_Task prompt_:
Write out, unaltered, each line from the top of the records below down to the line where "- Standard MIDI" appears, that line included.
◇ ◇ ◇ ◇ ◇ ◇ ◇
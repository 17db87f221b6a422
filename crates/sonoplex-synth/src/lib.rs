//! Sonoplex Synth - synthesized decoders and the PC-speaker tone engine
//!
//! Everything in this crate is a [`sonoplex_decode::Decoder`] whose samples
//! come from a synthesizer rather than a stored PCM stream: a Standard MIDI
//! File sequencer, the CMF/OPB/VGM chip-tracker family, and the MML-driven
//! PC-speaker square-wave generator.
//!
//! # Modules
//!
//! - [`sequencer`] - Standard MIDI File playback (`SequencerDecoder`)
//! - [`chipdecode`] - CMF, OPB, and VGM/VGZ chip-tracker decoders
//! - [`mml`] - MML text -> tone-event compiler
//! - [`pcspeaker`] - tone queue + square-wave decoder driven by MML/`sound`/`beep`
//!
//! Bit-exact chip emulation (OPL/YM/PSG) and General MIDI patch banks are
//! intentionally out of scope; these decoders implement the pull-based
//! contract and produce audible, deterministic output standing in for the
//! real synthesizer engines.

pub mod chipdecode;
pub mod error;
pub mod mml;
pub mod pcspeaker;
pub mod sequencer;

pub use chipdecode::{CmfDecoder, OpbDecoder, VgmDecoder};
pub use error::{Error, Result};
pub use mml::{Articulation, Event, MmlError, MmlProgram, MmlState, Tone};
pub use pcspeaker::{PcSpeakerDecoder, PcSpeakerStream, ToneQueue};
pub use sequencer::SequencerDecoder;

use sonoplex_decode::DecoderRegistry;

/// Register every synthesized-decoder sniffer/constructor in this crate
/// into `registry`, MIDI family first, then the chip-tracker formats. The
/// PC-speaker decoder is not registered here: it is never sniffed from a
/// byte stream, only created explicitly via `device.create_pc_speaker_stream()`.
pub fn register_synth_decoders(registry: &mut DecoderRegistry) {
    registry.register(SequencerDecoder::sniff, || Box::new(SequencerDecoder::new()));
    registry.register(CmfDecoder::sniff, || Box::new(CmfDecoder::new()));
    registry.register(OpbDecoder::sniff, || Box::new(OpbDecoder::new()));
    registry.register(VgmDecoder::sniff, || Box::new(VgmDecoder::new()));
}

#[cfg(test)]
mod tests {
    use super::*;

    #[test]
    fn register_synth_decoders_adds_four_entries() {
        let mut registry = DecoderRegistry::new();
        register_synth_decoders(&mut registry);
        assert_eq!(registry.len(), 4);
    }
}
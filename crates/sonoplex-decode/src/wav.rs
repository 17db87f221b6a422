//! WAV/RIFF: a thin adapter over `hound`, carrying its native sample
//! format through to the engine as interleaved `f32`.

use crate::io::StreamAdapter;
use crate::{Decoder, IoStream, Result};
use hound::{SampleFormat, WavReader};
use std::io::BufReader;

/// Decoder for RIFF/WAVE files, backed by `hound`.
pub struct WavDecoder {
    reader: Option<WavReader<BufReader<StreamAdapter>>>,
    channels: u8,
    rate: u32,
    bits_per_sample: u16,
    sample_format: SampleFormat,
    total_samples: u64,
    consumed: u64,
}

impl Default for WavDecoder {
    fn default() -> Self {
        Self {
            reader: None,
            channels: 0,
            rate: 0,
            bits_per_sample: 0,
            sample_format: SampleFormat::Int,
            total_samples: 0,
            consumed: 0,
        }
    }
}

impl WavDecoder {
    #[must_use]
    pub fn new() -> Self {
        Self::default()
    }

    #[must_use]
    pub fn sniff(stream: &mut dyn IoStream) -> bool {
        let p0 = stream.tell();
        let mut header = [0u8; 12];
        let n = stream.read(&mut header);
        stream.seek(p0, crate::io::Whence::Set);
        n == 12 && &header[0..4] == b"RIFF" && &header[8..12] == b"WAVE"
    }
}

impl Decoder for WavDecoder {
    fn open(&mut self, stream: Box<dyn IoStream>) -> Result<()> {
        let adapter = StreamAdapter::new(stream);
        let reader = WavReader::new(BufReader::new(adapter))?;
        let spec = reader.spec();

        self.channels = spec.channels as u8;
        self.rate = spec.sample_rate;
        self.bits_per_sample = spec.bits_per_sample;
        self.sample_format = spec.sample_format;
        self.total_samples = reader.len() as u64;
        self.consumed = 0;
        self.reader = Some(reader);
        Ok(())
    }

    fn decode(&mut self, dst: &mut [f32], call_again: &mut bool, _device_channels: u8) -> usize {
        *call_again = false;
        let Some(reader) = self.reader.as_mut() else {
            return 0;
        };

        let max_int = (1i64 << (self.bits_per_sample.max(1) - 1)) as f32;
        let mut written = 0;
        match self.sample_format {
            SampleFormat::Float => {
                let mut samples = reader.samples::<f32>();
                while written < dst.len() {
                    match samples.next() {
                        Some(Ok(v)) => {
                            dst[written] = v;
                            written += 1;
                        }
                        _ => break,
                    }
                }
            }
            SampleFormat::Int => {
                let mut samples = reader.samples::<i32>();
                while written < dst.len() {
                    match samples.next() {
                        Some(Ok(v)) => {
                            dst[written] = v as f32 / max_int;
                            written += 1;
                        }
                        _ => break,
                    }
                }
            }
        }

        self.consumed += written as u64;
        *call_again = self.consumed < self.total_samples;
        written
    }

    fn rewind(&mut self) -> bool {
        let Some(reader) = self.reader.as_mut() else {
            return false;
        };
        if reader.seek(0).is_ok() {
            self.consumed = 0;
            true
        } else {
            false
        }
    }

    fn seek_to_time(&mut self, micros: u64) -> bool {
        if self.rate == 0 || self.channels == 0 {
            return false;
        }
        let frame = (micros * u64::from(self.rate)) / 1_000_000;
        let Some(reader) = self.reader.as_mut() else {
            return false;
        };
        if reader.seek(frame as u32).is_ok() {
            self.consumed = frame * u64::from(self.channels);
            true
        } else {
            false
        }
    }

    fn duration(&self) -> u64 {
        if self.rate == 0 || self.channels == 0 {
            return 0;
        }
        let frames = self.total_samples / u64::from(self.channels);
        frames * 1_000_000 / u64::from(self.rate)
    }

    fn channels(&self) -> u8 {
        self.channels
    }

    fn rate(&self) -> u32 {
        self.rate
    }

    fn name(&self) -> &str {
        "wav"
    }

    fn is_open(&self) -> bool {
        self.reader.is_some()
    }
}

#[cfg(test)]
mod tests {
    use super::*;
    use crate::io::MemoryStream;

    fn build_wav_pcm16(channels: u16, rate: u32, frames: &[i16]) -> Vec<u8> {
        let spec = hound::WavSpec {
            channels,
            sample_rate: rate,
            bits_per_sample: 16,
            sample_format: SampleFormat::Int,
        };
        let mut cursor = std::io::Cursor::new(Vec::new());
        {
            let mut writer = hound::WavWriter::new(&mut cursor, spec).unwrap();
            for &s in frames {
                writer.write_sample(s).unwrap();
            }
            writer.finalize().unwrap();
        }
        cursor.into_inner()
    }

    #[test]
    fn sniff_recognizes_riff_wave() {
        let data = build_wav_pcm16(1, 44100, &[0, 1, 2]);
        let mut stream = MemoryStream::new(data);
        assert!(WavDecoder::sniff(&mut stream));
        assert_eq!(stream.tell(), 0);
    }

    #[test]
    fn pcm16_decodes_to_normalized_floats() {
        let frames = [16384i16, -16384, 0];
        let data = build_wav_pcm16(1, 22050, &frames);
        let mut decoder = WavDecoder::new();
        decoder.open(Box::new(MemoryStream::new(data))).unwrap();
        assert_eq!(decoder.channels(), 1);
        assert_eq!(decoder.rate(), 22050);

        let mut out = [0f32; 3];
        let mut call_again = true;
        let produced = decoder.decode(&mut out, &mut call_again, 1);
        assert_eq!(produced, 3);
        assert!(!call_again);
        assert!((out[0] - 0.5).abs() < 0.01);
        assert!((out[1] + 0.5).abs() < 0.01);
    }

    #[test]
    fn rewind_replays_from_the_start() {
        let data = build_wav_pcm16(1, 44100, &[100, 200, 300]);
        let mut decoder = WavDecoder::new();
        decoder.open(Box::new(MemoryStream::new(data))).unwrap();
        let mut out = [0f32; 1];
        let mut call_again = false;
        decoder.decode(&mut out, &mut call_again, 1);
        assert!(decoder.rewind());
        let mut out2 = [0f32; 3];
        let produced = decoder.decode(&mut out2, &mut call_again, 1);
        assert_eq!(produced, 3);
    }
}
◇ ◇ ◇ ◇ ◇ ◇ ◇
_Task response_:
repository 17db87f221b6a422
filename crates/sonoplex-synth/src/lib.rs
//! Sonoplex Synth - synthesized decoders and the PC-speaker tone engine
//!
//! Everything in this crate is a [`sonoplex_decode::Decoder`] whose samples
//! come from a synthesizer rather than a stored PCM stream: a Standard MIDI
//! File sequencer, the CMF/OPB/VGM chip-tracker family, and the MML-driven
//! PC-speaker square-wave generator.
//!
//! # Modules
//!
//! - [`sequencer`] - Standard MIDI File playback (`SequencerDecoder`)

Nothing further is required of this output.